» **What you have to do**
Reproduce all records verbatim.

Dataset items:
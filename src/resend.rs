//! Resend orchestration.
//!
//! Resends are issued one at a time on the session's connection. Each pass
//! asks once for every still-missing sequence; a sequence is retried on the
//! next pass until the attempt budget runs out.
use tracing::{debug, info, warn};

use crate::error::{FeedError, Result};
use crate::exchange::Exchange;
use crate::gap::{MissingSet, ReconstructionState};
use crate::packet::decode;
use crate::session::{CancelToken, SessionState};

/// Attempts per missing sequence used when nothing else is configured:
/// the first request plus one retry.
pub const DEFAULT_ATTEMPTS: u32 = 2;

/// Counters from one recovery run.
#[derive(Debug, Default, Clone, Copy, PartialEq, Eq)]
pub struct ResendReport {
    /// Resend requests written to the exchange.
    pub requests: usize,
    /// Replies whose sequence matched the request.
    pub answered: usize,
    /// Replies carrying some other sequence. Recorded under their own
    /// sequence; the request that produced them stays outstanding.
    pub strays: usize,
    /// Requests that timed out without a reply.
    pub timeouts: usize,
    /// Replies flagged as synthetic filler by the exchange.
    pub fillers: usize,
}

/// Drive resends until `missing` is empty or every sequence has used
/// `attempts` requests.
pub fn recover<E>(
    exchange: &mut E,
    state: &mut ReconstructionState,
    mut missing: MissingSet,
    attempts: u32,
    cancel: &CancelToken,
) -> Result<ResendReport>
where
    E: Exchange + ?Sized,
{
    let mut report = ResendReport::default();
    for attempt in 1..=attempts.max(1) {
        if missing.is_empty() {
            break;
        }
        info!(attempt, missing = ?missing.to_vec(), "requesting resends");
        for seq in missing.to_vec() {
            if cancel.is_cancelled() {
                return Err(FeedError::Cancelled { state: SessionState::AwaitingResends });
            }
            if state.contains(seq) {
                continue;
            }
            report.requests += 1;
            let frame = match exchange.resend(seq) {
                Ok(f) => f,
                // the exchange drops a connection that timed out mid-frame, so the retry starts clean
                Err(e) if e.is_timeout() => {
                    warn!(sequence = seq, attempt, "resend timed out");
                    report.timeouts += 1;
                    continue;
                }
                Err(e) => return Err(e),
            };
            let reply = decode(&frame)?;
            if reply.is_filler() {
                report.fillers += 1;
                debug!(sequence = reply.sequence, "exchange sent filler for resend");
            }
            if reply.sequence == seq {
                report.answered += 1;
            } else {
                report.strays += 1;
                warn!(requested = seq, got = reply.sequence, "resend reply for a different sequence");
            }
            state.insert(reply);
        }
        // a stray settles nothing unless its own sequence was missing too
        missing.retain_absent(state);
    }
    if missing.is_empty() {
        info!(requests = report.requests, "recovery complete");
        Ok(report)
    } else {
        Err(FeedError::RecoveryIncomplete { missing: missing.to_vec() })
    }
}

#[cfg(test)]
mod tests {
    use super::*;
    use crate::packet::{encode, Packet, Side, Symbol, FRAME_LEN};
    use std::collections::HashMap;
    use std::io;

    /// Answers resends from a table; absent entries time out.
    struct Scripted {
        replies: HashMap<i32, Vec<Packet>>,
        asked: Vec<i32>,
    }

    impl Scripted {
        fn new(replies: &[(i32, i32)]) -> Self {
            let mut map: HashMap<i32, Vec<Packet>> = HashMap::new();
            for &(req, reply_seq) in replies {
                map.entry(req).or_default().push(pkt(reply_seq));
            }
            Self { replies: map, asked: Vec::new() }
        }
    }

    impl Exchange for Scripted {
        fn stream_all(&mut self) -> Result<Vec<u8>> {
            Ok(Vec::new())
        }

        fn resend(&mut self, sequence: i32) -> Result<[u8; FRAME_LEN]> {
            self.asked.push(sequence);
            match self.replies.get_mut(&sequence).and_then(|v| (!v.is_empty()).then(|| v.remove(0))) {
                Some(p) => Ok(encode(&p)),
                None => Err(io::Error::from(io::ErrorKind::TimedOut).into()),
            }
        }
    }

    fn pkt(seq: i32) -> Packet {
        Packet { symbol: Symbol::new("SYMB").unwrap(), side: Side::Sell, quantity: 5, price: 7, sequence: seq }
    }

    fn state_with(seqs: &[i32]) -> ReconstructionState {
        let mut st = ReconstructionState::new();
        for &s in seqs {
            st.insert(pkt(s));
        }
        st
    }

    #[test]
    fn one_request_per_missing_sequence() {
        let mut st = state_with(&[1, 4, 6]);
        let mut ex = Scripted::new(&[(2, 2), (3, 3), (5, 5)]);
        let missing = st.missing();
        let report = recover(&mut ex, &mut st, missing, DEFAULT_ATTEMPTS, &CancelToken::new()).unwrap();
        assert_eq!(ex.asked, vec![2, 3, 5]);
        assert_eq!(report.requests, 3);
        assert_eq!(report.answered, 3);
        assert_eq!(st.max_contiguous(), 6);
    }

    #[test]
    fn timeout_is_retried_once() {
        let mut st = state_with(&[1, 3]);
        let mut ex = Scripted::new(&[]);
        let missing = st.missing();
        let err = recover(&mut ex, &mut st, missing, 2, &CancelToken::new()).unwrap_err();
        assert_eq!(ex.asked, vec![2, 2]);
        match err {
            FeedError::RecoveryIncomplete { missing } => assert_eq!(missing, vec![2]),
            other => panic!("unexpected {other:?}"),
        }
    }

    #[test]
    fn retry_succeeds_after_timeout() {
        let mut st = state_with(&[1, 3]);
        let mut ex = Scripted::new(&[]);
        let missing = st.missing();
        // first ask times out, then the exchange learns the answer
        let first = recover(&mut ex, &mut st, missing.clone(), 1, &CancelToken::new());
        assert!(first.is_err());
        ex.replies.insert(2, vec![pkt(2)]);
        let report = recover(&mut ex, &mut st, missing, 1, &CancelToken::new()).unwrap();
        assert_eq!(report.timeouts, 0);
        assert!(st.missing().is_empty());
    }

    #[test]
    fn stray_reply_is_recorded_but_request_stays_open() {
        let mut st = state_with(&[1, 2, 4, 5]);
        let mut ex = Scripted::new(&[(3, 9), (3, 9)]);
        let missing = st.missing();
        let err = recover(&mut ex, &mut st, missing, 2, &CancelToken::new()).unwrap_err();
        assert!(matches!(err, FeedError::RecoveryIncomplete { ref missing } if missing == &vec![3]));
        assert!(st.contains(9));
        assert!(!st.contains(3));
        assert_eq!(ex.asked, vec![3, 3]);
    }

    #[test]
    fn cancelled_before_first_request() {
        let mut st = state_with(&[2]);
        let mut ex = Scripted::new(&[(1, 1)]);
        let cancel = CancelToken::new();
        cancel.cancel();
        let missing = st.missing();
        let err = recover(&mut ex, &mut st, missing, 2, &cancel).unwrap_err();
        assert!(matches!(err, FeedError::Cancelled { state: SessionState::AwaitingResends }));
        assert!(ex.asked.is_empty());
    }

    #[test]
    fn transport_error_aborts() {
        struct Reset;
        impl Exchange for Reset {
            fn stream_all(&mut self) -> Result<Vec<u8>> {
                Ok(Vec::new())
            }
            fn resend(&mut self, _: i32) -> Result<[u8; FRAME_LEN]> {
                Err(io::Error::from(io::ErrorKind::ConnectionReset).into())
            }
        }
        let mut st = state_with(&[3]);
        let missing = st.missing();
        let err = recover(&mut Reset, &mut st, missing, 2, &CancelToken::new()).unwrap_err();
        assert!(matches!(err, FeedError::Transport(_)));
    }
}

» **Solved exercise**
filename src/resend.rs
//! Resend orchestration.
//!
//! Resends are issued one at a time on the session's connection. Each pass
//! asks once for every still-missing sequence; a sequence is retried on the
//! next pass until the attempt budget runs out.
use tracing::{debug, info, warn};

use crate::error::{FeedError, Result};
use crate::exchange::Exchange;
use crate::gap::{MissingSet, ReconstructionState};
use crate::packet::decode;
use crate::session::{CancelToken, SessionState};

/// Attempts per missing sequence used when nothing else is configured:
/// the first request plus one retry.
pub const DEFAULT_ATTEMPTS: u32 = 2;

/// Counters from one recovery run.
#[derive(Debug, Default, Clone, Copy, PartialEq, Eq)]
pub struct ResendReport {
    /// Resend requests written to the exchange.
    pub requests: usize,
    /// Replies whose sequence matched the request.
    pub answered: usize,
    /// Replies carrying some other sequence. Recorded under their own
    /// sequence; the request that produced them stays outstanding.
    pub strays: usize,
    /// Requests that timed out without a reply.
    pub timeouts: usize,
    /// Replies flagged as synthetic filler by the exchange.
    pub fillers: usize,
}

/// Drive resends until `missing` is empty or every sequence has used
/// `attempts` requests.
pub fn recover<E>(
    exchange: &mut E,
    state: &mut ReconstructionState,
    mut missing: MissingSet,
    attempts: u32,
    cancel: &CancelToken,
) -> Result<ResendReport>
where
    E: Exchange + ?Sized,
{
    let mut report = ResendReport::default();
    for attempt in 1..=attempts.max(1) {
        if missing.is_empty() {
            break;
        }
        info!(attempt, missing = ?missing.to_vec(), "requesting resends");
        for seq in missing.to_vec() {
            if cancel.is_cancelled() {
                return Err(FeedError::Cancelled { state: SessionState::AwaitingResends });
            }
            if state.contains(seq) {
                continue;
            }
            report.requests += 1;
            let frame = match exchange.resend(seq) {
                Ok(f) => f,
                // the exchange drops a connection that timed out mid-frame, so the retry starts clean
                Err(e) if e.is_timeout() => {
                    warn!(sequence = seq, attempt, "resend timed out");
                    report.timeouts += 1;
                    continue;
                }
                Err(e) => return Err(e),
            };
            let reply = decode(&frame)?;
            if reply.is_filler() {
                report.fillers += 1;
                debug!(sequence = reply.sequence, "exchange sent filler for resend");
            }
            if reply.sequence == seq {
                report.answered += 1;
            } else {
                report.strays += 1;
                warn!(requested = seq, got = reply.sequence, "resend reply for a different sequence");
            }
            state.insert(reply);
        }
        // a stray settles nothing unless its own sequence was missing too
        missing.retain_absent(state);
    }
    if missing.is_empty() {
        info!(requests = report.requests, "recovery complete");
        Ok(report)
    } else {
        Err(FeedError::RecoveryIncomplete { missing: missing.to_vec() })
    }
}

#[cfg(test)]
mod tests {
    use super::*;
    use crate::packet::{encode, Packet, Side, Symbol, FRAME_LEN};
    use std::collections::HashMap;
    use std::io;

    /// Answers resends from a table; absent entries time out.
    struct Scripted {
        replies: HashMap<i32, Vec<Packet>>,
        asked: Vec<i32>,
    }

    impl Scripted {
        fn new(replies: &[(i32, i32)]) -> Self {
            let mut map: HashMap<i32, Vec<Packet>> = HashMap::new();
            for &(req, reply_seq) in replies {
                map.entry(req).or_default().push(pkt(reply_seq));
            }
            Self { replies: map, asked: Vec::new() }
        }
    }

    impl Exchange for Scripted {
        fn stream_all(&mut self) -> Result<Vec<u8>> {
            Ok(Vec::new())
        }

        fn resend(&mut self, sequence: i32) -> Result<[u8; FRAME_LEN]> {
            self.asked.push(sequence);
            match self.replies.get_mut(&sequence).and_then(|v| (!v.is_empty()).then(|| v.remove(0))) {
                Some(p) => Ok(encode(&p)),
                None => Err(io::Error::from(io::ErrorKind::TimedOut).into()),
            }
        }
    }

    fn pkt(seq: i32) -> Packet {
        Packet { symbol: Symbol::new("SYMB").unwrap(), side: Side::Sell, quantity: 5, price: 7, sequence: seq }
    }

    fn state_with(seqs: &[i32]) -> ReconstructionState {
        let mut st = ReconstructionState::new();
        for &s in seqs {
            st.insert(pkt(s));
        }
        st
    }

    #[test]
    fn one_request_per_missing_sequence() {
        let mut st = state_with(&[1, 4, 6]);
        let mut ex = Scripted::new(&[(2, 2), (3, 3), (5, 5)]);
        let missing = st.missing();
        let report = recover(&mut ex, &mut st, missing, DEFAULT_ATTEMPTS, &CancelToken::new()).unwrap();
        assert_eq!(ex.asked, vec![2, 3, 5]);
        assert_eq!(report.requests, 3);
        assert_eq!(report.answered, 3);
        assert_eq!(st.max_contiguous(), 6);
    }

    #[test]
    fn timeout_is_retried_once() {
        let mut st = state_with(&[1, 3]);
        let mut ex = Scripted::new(&[]);
        let missing = st.missing();
        let err = recover(&mut ex, &mut st, missing, 2, &CancelToken::new()).unwrap_err();
        assert_eq!(ex.asked, vec![2, 2]);
        match err {
            FeedError::RecoveryIncomplete { missing } => assert_eq!(missing, vec![2]),
            other => panic!("unexpected {other:?}"),
        }
    }

    #[test]
    fn retry_succeeds_after_timeout() {
        let mut st = state_with(&[1, 3]);
        let mut ex = Scripted::new(&[]);
        let missing = st.missing();
        // first ask times out, then the exchange learns the answer
        let first = recover(&mut ex, &mut st, missing.clone(), 1, &CancelToken::new());
        assert!(first.is_err());
        ex.replies.insert(2, vec![pkt(2)]);
        let report = recover(&mut ex, &mut st, missing, 1, &CancelToken::new()).unwrap();
        assert_eq!(report.timeouts, 0);
        assert!(st.missing().is_empty());
    }

    #[test]
    fn stray_reply_is_recorded_but_request_stays_open() {
        let mut st = state_with(&[1, 2, 4, 5]);
        let mut ex = Scripted::new(&[(3, 9), (3, 9)]);
        let missing = st.missing();
        let err = recover(&mut ex, &mut st, missing, 2, &CancelToken::new()).unwrap_err();
        assert!(matches!(err, FeedError::RecoveryIncomplete { ref missing } if missing == &vec![3]));
        assert!(st.contains(9));
        assert!(!st.contains(3));
        assert_eq!(ex.asked, vec![3, 3]);
    }

    #[test]
    fn cancelled_before_first_request() {
        let mut st = state_with(&[2]);
        let mut ex = Scripted::new(&[(1, 1)]);
        let cancel = CancelToken::new();
        cancel.cancel();
        let missing = st.missing();
        let err = recover(&mut ex, &mut st, missing, 2, &cancel).unwrap_err();
        assert!(matches!(err, FeedError::Cancelled { state: SessionState::AwaitingResends }));
        assert!(ex.asked.is_empty());
    }

    #[test]
    fn transport_error_aborts() {
        struct Reset;
        impl Exchange for Reset {
            fn stream_all(&mut self) -> Result<Vec<u8>> {
                Ok(Vec::new())
            }
            fn resend(&mut self, _: i32) -> Result<[u8; FRAME_LEN]> {
                Err(io::Error::from(io::ErrorKind::ConnectionReset).into())
            }
        }
        let mut st = state_with(&[3]);
        let missing = st.missing();
        let err = recover(&mut Reset, &mut st, missing, 2, &CancelToken::new()).unwrap_err();
        assert!(matches!(err, FeedError::Transport(_)));
    }
}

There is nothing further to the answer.